A bit of the Sayers chapter from Patron Saints for Postmoderns


A final comparison: here is the beginning of the Sayers chapter from Patron Saints for Postmoderns. To see the rest, you’ll need to buy the book. It’s available here. This excerpt is from the penultimate proof of the chapter, so one or two errors may remain:

Dorothy L. Sayers
Keeping It Real and Waking the Church

England’s Dorothy L. Sayers (1893–1957) was a prolific scholar, novelist,
essayist, playwright and translator. Those who know about her today
have usually met her through her detective stories and their memorable
hero, Lord Peter Wimsey. But there is much more to her story. In a
time of spiritual confusion, she emerged, almost despite herself, as an
unlikely voice of clarity and a compelling lay “preacher” of the gospel.

Sayers’s England was a much different place from Charles Simeon’s
or John Newton’s, not to mention Margery Kempe’s. The industrial juggernaut
had transformed sleepy medieval towns like Sayers’s Oxford
into thriving manufacturing centers. Urban populations grew and
sprawled. World War I marred Sayers’s girlhood, World War II her middle
age. The greatest change, however, was less visible. C. S. Lewis once
divided all of Western history at Jane Austen (1775–1817), saying Austen
lived in the twilight of the old West’s Christian tradition, after which we
entered the age of modern materialism. This “materialism” was (and is)
the belief that everything we are and experience is a mere mechanical
dance of atoms, and any supposed spiritual or moral verities are thus
illusions. Though its deeper background may be found in such Enlightenment
figures as Isaac Newton, this worldview arose most directly
from the works of Karl Marx, Friedrich Nietzsche, Charles Darwin and
Sigmund Freud. And it left tremendous spiritual confusion in its wake—
including the confusion of the Church of England that tried to reformulate
the gospel in the light of the new materialism, so that by the turn of
the century, bishops who doubted Christ’s resurrection were called
“courageous.”

Into this world was born Dorothy L. Sayers. The daughter of a clergyman,
she would grow to see for herself that indeed God was “a fact, a
thing like a tiger, a reason for changing one’s conduct.” And she would
become an important voice to bring this truth to a struggling church
and a skeptical culture.

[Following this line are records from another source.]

//! Unit tests for graphics_device buffer types
//!
//! Tests memory type negotiation and the opaque handle types.

use crate::graphics_device::{
    find_memory_type, BufferHandle, MemoryHandle, MemoryPropertyFlags, MemoryType,
};

fn desktop_memory_types() -> Vec<MemoryType> {
    vec![
        MemoryType::new(MemoryPropertyFlags::DEVICE_LOCAL),
        MemoryType::new(MemoryPropertyFlags::HOST_VISIBLE | MemoryPropertyFlags::HOST_COHERENT),
        MemoryType::new(MemoryPropertyFlags::HOST_VISIBLE | MemoryPropertyFlags::HOST_CACHED),
        MemoryType::new(
            MemoryPropertyFlags::DEVICE_LOCAL
                | MemoryPropertyFlags::HOST_VISIBLE
                | MemoryPropertyFlags::HOST_COHERENT,
        ),
    ]
}

// ============================================================================
// MEMORY TYPE SELECTION
// ============================================================================

#[test]
fn test_find_memory_type_first_match() {
    let types = desktop_memory_types();
    let index = find_memory_type(&types, 0b1111, MemoryPropertyFlags::HOST_VISIBLE);
    assert_eq!(index, Some(1));
}

#[test]
fn test_find_memory_type_requires_full_property_set() {
    let types = desktop_memory_types();
    let index = find_memory_type(
        &types,
        0b1111,
        MemoryPropertyFlags::HOST_VISIBLE | MemoryPropertyFlags::DEVICE_LOCAL,
    );
    assert_eq!(index, Some(3));
}

#[test]
fn test_find_memory_type_respects_type_bits() {
    let types = desktop_memory_types();
    // Type 1 is excluded by the buffer's requirements
    let index = find_memory_type(&types, 0b1100, MemoryPropertyFlags::HOST_VISIBLE);
    assert_eq!(index, Some(2));
}

#[test]
fn test_find_memory_type_none_when_unsatisfiable() {
    let types = desktop_memory_types();
    let index = find_memory_type(
        &types,
        0b0011,
        MemoryPropertyFlags::HOST_VISIBLE | MemoryPropertyFlags::HOST_CACHED,
    );
    assert_eq!(index, None);

    let empty: Vec<MemoryType> = Vec::new();
    assert_eq!(find_memory_type(&empty, u32::MAX, MemoryPropertyFlags::DEVICE_LOCAL), None);
}

// ============================================================================
// HANDLES
// ============================================================================

#[test]
fn test_handles_round_trip_raw_values() {
    let buffer = BufferHandle::from_raw(0xDEAD_BEEF);
    assert_eq!(buffer.as_raw(), 0xDEAD_BEEF);
    assert!(!buffer.is_null());

    let memory = MemoryHandle::from_raw(42);
    assert_eq!(memory.as_raw(), 42);
    assert!(MemoryHandle::null().is_null());
    assert!(BufferHandle::null().is_null());
}
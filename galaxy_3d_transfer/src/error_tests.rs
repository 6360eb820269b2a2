//! Unit tests for error.rs
//!
//! Tests all Error variants and their implementations (Display, Debug, Clone, std::error::Error).

use crate::error::{Error, Result};

// ============================================================================
// ERROR DISPLAY TESTS
// ============================================================================

#[test]
fn test_backend_error_display() {
    let err = Error::BackendError("vkQueueSubmit returned ERROR_DEVICE_LOST".to_string());
    let display = format!("{}", err);
    assert!(display.contains("Backend error"));
    assert!(display.contains("ERROR_DEVICE_LOST"));
}

#[test]
fn test_out_of_memory_display() {
    let err = Error::OutOfMemory;
    assert_eq!(format!("{}", err), "Out of GPU memory");
}

#[test]
fn test_allocation_failed_display() {
    let err = Error::AllocationFailed("no memory type with HOST_VISIBLE | DEVICE_LOCAL".to_string());
    let display = format!("{}", err);
    assert!(display.starts_with("Allocation failed"));
    assert!(display.contains("HOST_VISIBLE"));
}

#[test]
fn test_mapping_failed_display() {
    let err = Error::MappingFailed("memory already mapped".to_string());
    assert_eq!(format!("{}", err), "Mapping failed: memory already mapped");
}

#[test]
fn test_invalid_usage_display() {
    let err = Error::InvalidUsage("source lacks TRANSFER_SRC".to_string());
    assert!(format!("{}", err).contains("TRANSFER_SRC"));
}

#[test]
fn test_transfer_errors_display() {
    let failed = Error::TransferFailed("fence wait failed".to_string());
    assert!(format!("{}", failed).starts_with("Transfer failed"));

    let timeout = Error::TransferTimeout(1_000_000);
    assert_eq!(format!("{}", timeout), "Transfer timed out after 1000000 ns");
}

// ============================================================================
// ERROR TRAIT IMPLEMENTATIONS
// ============================================================================

#[test]
fn test_error_is_std_error() {
    let err = Error::OutOfMemory;
    let _: &dyn std::error::Error = &err;
}

#[test]
fn test_error_debug() {
    let debug = format!("{:?}", Error::InvalidResource("size".to_string()));
    assert!(debug.contains("InvalidResource"));

    let debug = format!("{:?}", Error::TransferTimeout(5));
    assert!(debug.contains("TransferTimeout"));
}

#[test]
fn test_error_clone() {
    let err1 = Error::MappingFailed("offset out of range".to_string());
    let err2 = err1.clone();
    assert_eq!(format!("{}", err1), format!("{}", err2));
}

// ============================================================================
// RESULT TYPE
// ============================================================================

#[test]
fn test_result_propagation() {
    fn inner() -> Result<u32> {
        Err(Error::InvalidUsage("destination lacks TRANSFER_DST".to_string()))
    }

    fn outer() -> Result<u32> {
        let value = inner()?;
        Ok(value + 1)
    }

    assert!(matches!(outer(), Err(Error::InvalidUsage(_))));
}
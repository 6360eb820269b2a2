//! Logging system for the Galaxy3D transfer layer
//!
//! - Customizable logger via Logger trait
//! - Severity levels (Trace, Debug, Info, Warn, Error)
//! - Colored console output by default
//! - File and line information for detailed ERROR logs
//!
//! Transfer progress markers and byte mismatch diagnostics all go through
//! this logger, so a custom `Logger` sees every verification outcome.

use colored::*;
use std::time::SystemTime;
use chrono::{DateTime, Local};

/// Logger trait for custom logging implementations
///
/// Implement this trait to create custom loggers (file logging, network logging, etc.)
///
/// # Example
///
/// ```no_run
/// use galaxy_3d_transfer::galaxy3d::log::{Logger, LogEntry};
///
/// struct FileLogger {
///     file: std::fs::File,
/// }
///
/// impl Logger for FileLogger {
///     fn log(&self, entry: &LogEntry) {
///         // Write to file...
///     }
/// }
/// ```
pub trait Logger: Send + Sync {
    /// Log an entry
    ///
    /// # Arguments
    ///
    /// * `entry` - The log entry to process
    fn log(&self, entry: &LogEntry);
}

/// Log entry containing all information about a log message
#[derive(Debug, Clone)]
pub struct LogEntry {
    /// Severity level (Trace, Debug, Info, Warn, Error)
    pub severity: LogSeverity,

    /// Timestamp when the log was created
    pub timestamp: SystemTime,

    /// Source module (e.g., "galaxy3d::Engine", "galaxy3d::transfer")
    pub source: String,

    /// Log message
    pub message: String,

    /// Source file (only for detailed ERROR logs)
    pub file: Option<&'static str>,

    /// Source line (only for detailed ERROR logs)
    pub line: Option<u32>,
}

/// Log severity levels
#[derive(Debug, Clone, Copy, PartialEq, Eq, PartialOrd, Ord)]
pub enum LogSeverity {
    /// Very verbose debug information (typically disabled in release)
    Trace,

    /// Development/debugging information
    Debug,

    /// Important informational messages
    Info,

    /// Warning messages (potential issues)
    Warn,

    /// Error messages (critical issues with file:line details)
    Error,
}

impl LogEntry {
    /// `file:line` of detailed entries
    pub fn location(&self) -> Option<String> {
        match (self.file, self.line) {
            (Some(file), Some(line)) => Some(format!("{}:{}", file, line)),
            _ => None,
        }
    }
}

impl LogSeverity {
    /// Fixed-width label used by `DefaultLogger`
    pub fn label(self) -> &'static str {
        match self {
            LogSeverity::Trace => "TRACE",
            LogSeverity::Debug => "DEBUG",
            LogSeverity::Info => "INFO ",
            LogSeverity::Warn => "WARN ",
            LogSeverity::Error => "ERROR",
        }
    }
}

/// Default logger implementation using colored console output
///
/// Trace to Info go to stdout, Warn and Error to stderr so mismatch
/// diagnostics stay separate from progress output.
///
/// Format:
/// - Normal: `[timestamp] [SEVERITY] [source] message`
/// - Error: `[timestamp] [ERROR] [source] message (file:line)`
pub struct DefaultLogger;

impl Logger for DefaultLogger {
    fn log(&self, entry: &LogEntry) {
        // YYYY-MM-DD HH:MM:SS.mmm
        let datetime: DateTime<Local> = entry.timestamp.into();
        let timestamp = datetime.format("%Y-%m-%d %H:%M:%S%.3f");

        let label = entry.severity.label();
        let severity = match entry.severity {
            LogSeverity::Trace => label.bright_black(),
            LogSeverity::Debug => label.cyan(),
            LogSeverity::Info => label.green(),
            LogSeverity::Warn => label.yellow(),
            LogSeverity::Error => label.red().bold(),
        };

        let mut line = format!("[{}] [{}] [{}] {}", timestamp, severity, entry.source.bright_blue(), entry.message);
        if let Some(location) = entry.location() {
            line.push_str(&format!(" ({})", location));
        }

        if entry.severity >= LogSeverity::Warn {
            eprintln!("{}", line);
        } else {
            println!("{}", line);
        }
    }
}

// ===== LOGGING MACROS =====

/// Log a TRACE message (very verbose, typically disabled)
///
/// # Example
///
/// ```ignore
/// engine_trace!("galaxy3d::transfer", "flush skipped on coherent memory");
/// ```
#[macro_export]
macro_rules! engine_trace {
    ($source:expr, $($arg:tt)*) => {
        $crate::galaxy3d::Engine::log(
            $crate::galaxy3d::log::LogSeverity::Trace,
            $source,
            format!($($arg)*)
        )
    };
}

/// Log a DEBUG message (development information)
///
/// # Example
///
/// ```ignore
/// engine_debug!("galaxy3d::transfer", "Selected memory type {}", index);
/// ```
#[macro_export]
macro_rules! engine_debug {
    ($source:expr, $($arg:tt)*) => {
        $crate::galaxy3d::Engine::log(
            $crate::galaxy3d::log::LogSeverity::Debug,
            $source,
            format!($($arg)*)
        )
    };
}

/// Log an INFO message (important events)
///
/// # Example
///
/// ```ignore
/// engine_info!("galaxy3d::transfer", "Copy verification passed");
/// ```
#[macro_export]
macro_rules! engine_info {
    ($source:expr, $($arg:tt)*) => {
        $crate::galaxy3d::Engine::log(
            $crate::galaxy3d::log::LogSeverity::Info,
            $source,
            format!($($arg)*)
        )
    };
}

/// Log a WARN message (potential issues)
///
/// # Example
///
/// ```ignore
/// engine_warn!("galaxy3d::transfer", "{} mismatched bytes", count);
/// ```
#[macro_export]
macro_rules! engine_warn {
    ($source:expr, $($arg:tt)*) => {
        $crate::galaxy3d::Engine::log(
            $crate::galaxy3d::log::LogSeverity::Warn,
            $source,
            format!($($arg)*)
        )
    };
}

/// Log an ERROR message with file:line information
///
/// # Example
///
/// ```ignore
/// engine_error!("galaxy3d::vulkan", "Failed to submit transfer: {:?}", result);
/// ```
#[macro_export]
macro_rules! engine_error {
    ($source:expr, $($arg:tt)*) => {
        $crate::galaxy3d::Engine::log_detailed(
            $crate::galaxy3d::log::LogSeverity::Error,
            $source,
            format!($($arg)*),
            file!(),
            line!()
        )
    };
}

/// Log an ERROR message and build an `Error::BackendError` with the same text
///
/// # Example
///
/// ```ignore
/// let result = some_call().map_err(|e| engine_err!("galaxy3d::vulkan", "vkMapMemory failed: {:?}", e));
/// ```
#[macro_export]
macro_rules! engine_err {
    ($source:expr, $($arg:tt)*) => {{
        let message = format!($($arg)*);
        $crate::galaxy3d::Engine::log_detailed(
            $crate::galaxy3d::log::LogSeverity::Error,
            $source,
            message.clone(),
            file!(),
            line!()
        );
        $crate::galaxy3d::Error::BackendError(message)
    }};
}

/// Log an ERROR message and return early with the given error variant
///
/// The variant must be a tuple variant of `Error` taking a `String`.
///
/// # Example
///
/// ```ignore
/// engine_bail!("galaxy3d::transfer", InvalidResource, "Buffer size must be > 0");
/// ```
#[macro_export]
macro_rules! engine_bail {
    ($source:expr, $variant:ident, $($arg:tt)*) => {{
        let message = format!($($arg)*);
        $crate::galaxy3d::Engine::log_detailed(
            $crate::galaxy3d::log::LogSeverity::Error,
            $source,
            message.clone(),
            file!(),
            line!()
        );
        return Err($crate::galaxy3d::Error::$variant(message));
    }};
}

#[cfg(test)]
#[path = "log_tests.rs"]
mod tests;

Unorthodox (as we will see) in her personality,
but passionately orthodox in her faith, Dorothy Sayers would find herself
almost by accident blessing a generation sunk in the spiritual doldrums.
By her life’s end, as a public Christian of the stature of G. K.
Chesterton or C. S. Lewis, she would make the historic creeds, the gospel
story and Dante’s Divine Comedy come alive as few have done before
or since.

Of No Mean City

Oxford. City of faith and scholarship. Though her parents moved away
when she was still young, Sayers was indelibly marked by this, her birthplace.
Before the automobile factories encroached, the Oxford of her
earliest memories, with its venerable university, was “a beautiful little
medieval city, all tall spires and gray gothic towers.” To her, those towers
guarded and exalted Learning and Ideas. As she one of her characters
once said, “It might be an old-fashioned city, with inconvenient buildings
and narrow streets . . . but her foundations were set upon the holy
hills and her spires touched heaven.”

When Sayers was four and a half, her father, an ordained clergyman
and Oxford graduate in classics who had taught Latin to boys in that
city, accepted a parish called Bluntisham in “the Fens” (marshlands) in
eastern England. This was a landscape full of romantic historical tales,
“about Boadicea, the Briton Queen who defied the Roman legions, or
outlaws like Hereward the Wake, who held off William the Norman
Conqueror.” Rising from the mists was the Victorian rectory, where
Dorothy would now spend her girlhood listening to her father tell these
stories and reveling in a romantic sense of the living past. Even the rectory
itself seemed a thing of the legendary past: not here the modern gas
lights and running water of their Oxford home. Instead, primitive
plumbing, oil lamps in wall brackets, fireplaces for heating and candleholders
to bring up to bedtime.

The Fens did not offer many companions of her age, and Dorothy
spent much of her time reading alone—none of her parents’ many books
were “off limits” to an inquisitive child. Everyone else in the rectory was
an adult, and her parents talked to her as though she were one of them.
Of course, as the only child in the household, Dorothy received doting
attention from relatives and servants alike (the latter included the cook,
stable boy, gardener and maids), and she made the most of it. She was
certainly precociously bright—reading, for example, by age four—and as
she portrayed herself in her unfinished novel, Cat o’ Mary, something of
a “prig” too. Her parents likely planned from early on that she would go
to university, though this was unusual for girls at the time, and she enjoyed
the Latin lessons from her father because she felt they would make
her superior to her less learned relatives, including her mother. Photos
from the time show her with round face and thick black hair, all in all as
biographer Alzina Stone Dale describes her: “a cheerful little tomboy,
ruler of her own small world and much amused by it.”